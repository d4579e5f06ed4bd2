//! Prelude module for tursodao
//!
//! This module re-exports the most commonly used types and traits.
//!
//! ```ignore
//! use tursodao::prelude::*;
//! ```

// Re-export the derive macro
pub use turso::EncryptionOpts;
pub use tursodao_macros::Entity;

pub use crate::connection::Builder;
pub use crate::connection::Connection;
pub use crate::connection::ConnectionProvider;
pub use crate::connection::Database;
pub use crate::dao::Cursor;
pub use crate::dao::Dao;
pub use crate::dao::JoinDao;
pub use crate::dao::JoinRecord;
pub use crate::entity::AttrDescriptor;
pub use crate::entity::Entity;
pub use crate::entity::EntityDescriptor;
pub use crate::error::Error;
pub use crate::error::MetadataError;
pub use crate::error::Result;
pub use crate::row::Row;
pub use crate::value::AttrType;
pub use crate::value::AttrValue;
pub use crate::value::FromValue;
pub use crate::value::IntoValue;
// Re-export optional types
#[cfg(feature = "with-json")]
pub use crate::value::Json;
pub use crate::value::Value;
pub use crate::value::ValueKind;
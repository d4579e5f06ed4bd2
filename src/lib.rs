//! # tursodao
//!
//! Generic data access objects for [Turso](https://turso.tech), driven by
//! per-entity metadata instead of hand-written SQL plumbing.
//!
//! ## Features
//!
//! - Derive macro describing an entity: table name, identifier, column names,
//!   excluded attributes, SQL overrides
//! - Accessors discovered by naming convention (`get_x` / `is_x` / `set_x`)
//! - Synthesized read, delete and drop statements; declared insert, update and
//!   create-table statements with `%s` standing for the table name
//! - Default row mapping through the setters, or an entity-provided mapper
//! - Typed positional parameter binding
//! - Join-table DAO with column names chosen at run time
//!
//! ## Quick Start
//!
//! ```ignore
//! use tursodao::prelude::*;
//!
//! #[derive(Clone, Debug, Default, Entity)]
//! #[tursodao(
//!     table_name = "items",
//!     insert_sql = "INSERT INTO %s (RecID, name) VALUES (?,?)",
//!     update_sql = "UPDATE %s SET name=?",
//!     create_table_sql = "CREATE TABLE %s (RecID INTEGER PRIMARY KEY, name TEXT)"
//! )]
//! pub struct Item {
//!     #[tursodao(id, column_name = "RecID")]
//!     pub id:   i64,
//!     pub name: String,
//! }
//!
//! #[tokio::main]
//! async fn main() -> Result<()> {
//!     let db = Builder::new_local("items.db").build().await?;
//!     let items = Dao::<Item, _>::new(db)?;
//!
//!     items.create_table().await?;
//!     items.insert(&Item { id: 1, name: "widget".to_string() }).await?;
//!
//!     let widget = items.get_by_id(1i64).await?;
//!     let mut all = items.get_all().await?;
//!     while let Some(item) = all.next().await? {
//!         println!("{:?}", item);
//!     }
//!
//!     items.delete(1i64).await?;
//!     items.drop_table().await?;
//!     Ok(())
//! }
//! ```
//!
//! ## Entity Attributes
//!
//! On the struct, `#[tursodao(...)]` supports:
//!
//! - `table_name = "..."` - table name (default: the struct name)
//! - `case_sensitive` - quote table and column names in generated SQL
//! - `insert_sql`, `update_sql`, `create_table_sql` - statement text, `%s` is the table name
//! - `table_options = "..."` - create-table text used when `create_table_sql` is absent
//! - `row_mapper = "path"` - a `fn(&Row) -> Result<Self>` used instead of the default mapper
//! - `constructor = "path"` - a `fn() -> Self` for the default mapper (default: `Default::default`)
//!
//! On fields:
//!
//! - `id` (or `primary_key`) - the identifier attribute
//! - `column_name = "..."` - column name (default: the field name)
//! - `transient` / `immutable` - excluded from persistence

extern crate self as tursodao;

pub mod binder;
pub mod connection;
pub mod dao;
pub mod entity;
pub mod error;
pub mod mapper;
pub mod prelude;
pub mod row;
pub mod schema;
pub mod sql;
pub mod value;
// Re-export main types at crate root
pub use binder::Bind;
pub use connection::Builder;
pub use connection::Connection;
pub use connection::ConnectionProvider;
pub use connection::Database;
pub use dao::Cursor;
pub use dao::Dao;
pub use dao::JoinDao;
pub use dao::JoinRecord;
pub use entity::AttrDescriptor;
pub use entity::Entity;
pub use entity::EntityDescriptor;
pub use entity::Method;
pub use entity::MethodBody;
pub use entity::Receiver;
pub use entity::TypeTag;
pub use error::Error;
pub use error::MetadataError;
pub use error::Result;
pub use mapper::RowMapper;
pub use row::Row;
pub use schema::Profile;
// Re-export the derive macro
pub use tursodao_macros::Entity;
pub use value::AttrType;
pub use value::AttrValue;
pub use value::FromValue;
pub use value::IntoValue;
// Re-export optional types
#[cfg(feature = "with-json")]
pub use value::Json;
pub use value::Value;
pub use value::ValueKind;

━━━━━━

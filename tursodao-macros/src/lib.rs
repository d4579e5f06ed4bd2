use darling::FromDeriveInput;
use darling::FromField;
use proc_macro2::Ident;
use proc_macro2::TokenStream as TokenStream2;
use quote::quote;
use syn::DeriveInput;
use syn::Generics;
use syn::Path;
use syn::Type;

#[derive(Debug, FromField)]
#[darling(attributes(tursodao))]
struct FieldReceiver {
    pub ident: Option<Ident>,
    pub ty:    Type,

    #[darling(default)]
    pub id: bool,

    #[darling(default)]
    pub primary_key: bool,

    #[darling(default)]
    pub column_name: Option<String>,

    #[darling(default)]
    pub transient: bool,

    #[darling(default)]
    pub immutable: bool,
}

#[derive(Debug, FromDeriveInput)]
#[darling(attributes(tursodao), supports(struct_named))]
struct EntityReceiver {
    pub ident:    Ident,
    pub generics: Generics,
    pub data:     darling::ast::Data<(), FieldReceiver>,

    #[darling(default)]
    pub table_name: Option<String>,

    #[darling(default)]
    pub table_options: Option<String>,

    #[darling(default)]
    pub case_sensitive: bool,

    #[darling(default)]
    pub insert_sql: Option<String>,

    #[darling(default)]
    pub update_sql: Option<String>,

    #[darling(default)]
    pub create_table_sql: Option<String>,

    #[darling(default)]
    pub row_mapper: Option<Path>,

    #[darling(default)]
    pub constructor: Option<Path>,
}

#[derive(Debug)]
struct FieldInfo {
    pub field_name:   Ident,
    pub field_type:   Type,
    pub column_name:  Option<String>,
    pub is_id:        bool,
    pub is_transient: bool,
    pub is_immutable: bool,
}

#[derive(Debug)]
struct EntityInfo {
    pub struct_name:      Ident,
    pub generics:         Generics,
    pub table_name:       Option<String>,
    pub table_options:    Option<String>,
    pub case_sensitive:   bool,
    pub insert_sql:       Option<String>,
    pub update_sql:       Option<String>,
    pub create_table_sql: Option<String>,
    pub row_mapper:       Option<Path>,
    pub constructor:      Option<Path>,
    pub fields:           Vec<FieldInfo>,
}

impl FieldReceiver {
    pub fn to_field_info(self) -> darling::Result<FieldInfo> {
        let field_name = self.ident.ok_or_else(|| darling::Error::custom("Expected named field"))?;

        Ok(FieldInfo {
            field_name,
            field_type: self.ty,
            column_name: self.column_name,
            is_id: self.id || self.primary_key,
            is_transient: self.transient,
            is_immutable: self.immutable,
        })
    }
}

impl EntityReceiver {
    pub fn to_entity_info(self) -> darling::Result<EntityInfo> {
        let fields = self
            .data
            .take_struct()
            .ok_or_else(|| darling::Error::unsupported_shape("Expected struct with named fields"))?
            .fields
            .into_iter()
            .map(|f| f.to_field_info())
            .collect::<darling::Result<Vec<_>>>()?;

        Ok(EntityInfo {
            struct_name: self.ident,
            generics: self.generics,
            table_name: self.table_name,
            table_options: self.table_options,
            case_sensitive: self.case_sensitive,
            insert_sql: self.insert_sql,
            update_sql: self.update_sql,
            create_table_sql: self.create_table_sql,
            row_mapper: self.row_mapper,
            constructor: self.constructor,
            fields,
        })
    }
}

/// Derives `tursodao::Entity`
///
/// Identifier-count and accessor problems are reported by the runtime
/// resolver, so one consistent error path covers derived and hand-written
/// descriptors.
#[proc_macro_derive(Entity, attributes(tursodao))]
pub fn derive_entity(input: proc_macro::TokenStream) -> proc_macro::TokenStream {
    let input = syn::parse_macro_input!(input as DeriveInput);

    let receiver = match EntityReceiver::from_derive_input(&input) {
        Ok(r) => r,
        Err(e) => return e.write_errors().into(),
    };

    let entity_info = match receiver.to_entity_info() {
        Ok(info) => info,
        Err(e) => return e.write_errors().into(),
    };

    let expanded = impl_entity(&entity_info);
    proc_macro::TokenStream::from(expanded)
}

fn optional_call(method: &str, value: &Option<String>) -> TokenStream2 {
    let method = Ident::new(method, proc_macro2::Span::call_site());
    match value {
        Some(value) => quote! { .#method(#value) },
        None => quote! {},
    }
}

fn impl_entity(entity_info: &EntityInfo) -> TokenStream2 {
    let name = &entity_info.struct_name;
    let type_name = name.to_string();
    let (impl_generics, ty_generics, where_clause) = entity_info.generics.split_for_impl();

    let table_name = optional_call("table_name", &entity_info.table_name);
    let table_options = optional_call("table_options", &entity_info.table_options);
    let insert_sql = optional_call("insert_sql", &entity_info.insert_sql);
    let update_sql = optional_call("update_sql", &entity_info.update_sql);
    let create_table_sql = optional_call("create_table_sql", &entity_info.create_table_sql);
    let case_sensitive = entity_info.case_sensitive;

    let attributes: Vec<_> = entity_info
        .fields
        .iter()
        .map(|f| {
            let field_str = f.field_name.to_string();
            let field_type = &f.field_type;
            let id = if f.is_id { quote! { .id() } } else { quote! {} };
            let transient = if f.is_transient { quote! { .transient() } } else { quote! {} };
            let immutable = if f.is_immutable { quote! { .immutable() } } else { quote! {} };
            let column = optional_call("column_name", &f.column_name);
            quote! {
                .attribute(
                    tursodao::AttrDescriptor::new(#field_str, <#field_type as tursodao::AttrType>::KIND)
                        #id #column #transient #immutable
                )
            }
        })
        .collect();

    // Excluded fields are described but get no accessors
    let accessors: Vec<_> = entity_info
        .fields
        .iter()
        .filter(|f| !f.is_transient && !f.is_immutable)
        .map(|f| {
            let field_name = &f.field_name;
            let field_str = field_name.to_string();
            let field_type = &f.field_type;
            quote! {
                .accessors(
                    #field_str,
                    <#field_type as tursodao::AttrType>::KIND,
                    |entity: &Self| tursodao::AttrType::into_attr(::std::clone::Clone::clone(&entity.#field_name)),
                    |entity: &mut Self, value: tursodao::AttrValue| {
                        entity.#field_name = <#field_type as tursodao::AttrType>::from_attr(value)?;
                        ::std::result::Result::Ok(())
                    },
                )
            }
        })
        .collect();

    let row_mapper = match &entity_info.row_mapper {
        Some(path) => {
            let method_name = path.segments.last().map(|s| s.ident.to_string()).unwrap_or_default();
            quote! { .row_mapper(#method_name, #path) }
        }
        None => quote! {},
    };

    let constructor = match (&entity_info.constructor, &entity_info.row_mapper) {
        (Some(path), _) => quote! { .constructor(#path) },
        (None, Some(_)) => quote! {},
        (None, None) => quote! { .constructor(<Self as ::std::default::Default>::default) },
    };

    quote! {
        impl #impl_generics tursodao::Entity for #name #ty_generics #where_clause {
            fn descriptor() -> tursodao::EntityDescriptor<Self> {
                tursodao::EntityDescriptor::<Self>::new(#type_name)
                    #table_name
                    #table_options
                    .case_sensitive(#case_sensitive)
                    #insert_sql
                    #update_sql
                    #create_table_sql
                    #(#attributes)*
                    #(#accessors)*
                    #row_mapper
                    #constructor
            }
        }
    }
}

━━━━━━

## The task
Copy out the lines above exactly, beginning at the one that contains "filename src/lib.rs" and ending at the one that contains "- Accessors discovered".

## Response to this exercise
filename src/lib.rs
//! # tursodao
//!
//! Generic data access objects for [Turso](https://turso.tech), driven by
//! per-entity metadata instead of hand-written SQL plumbing.
//!
//! ## Features
//!
//! - Derive macro describing an entity: table name, identifier, column names,
//!   excluded attributes, SQL overrides
//! - Accessors discovered by naming convention (`get_x` / `is_x` / `set_x`)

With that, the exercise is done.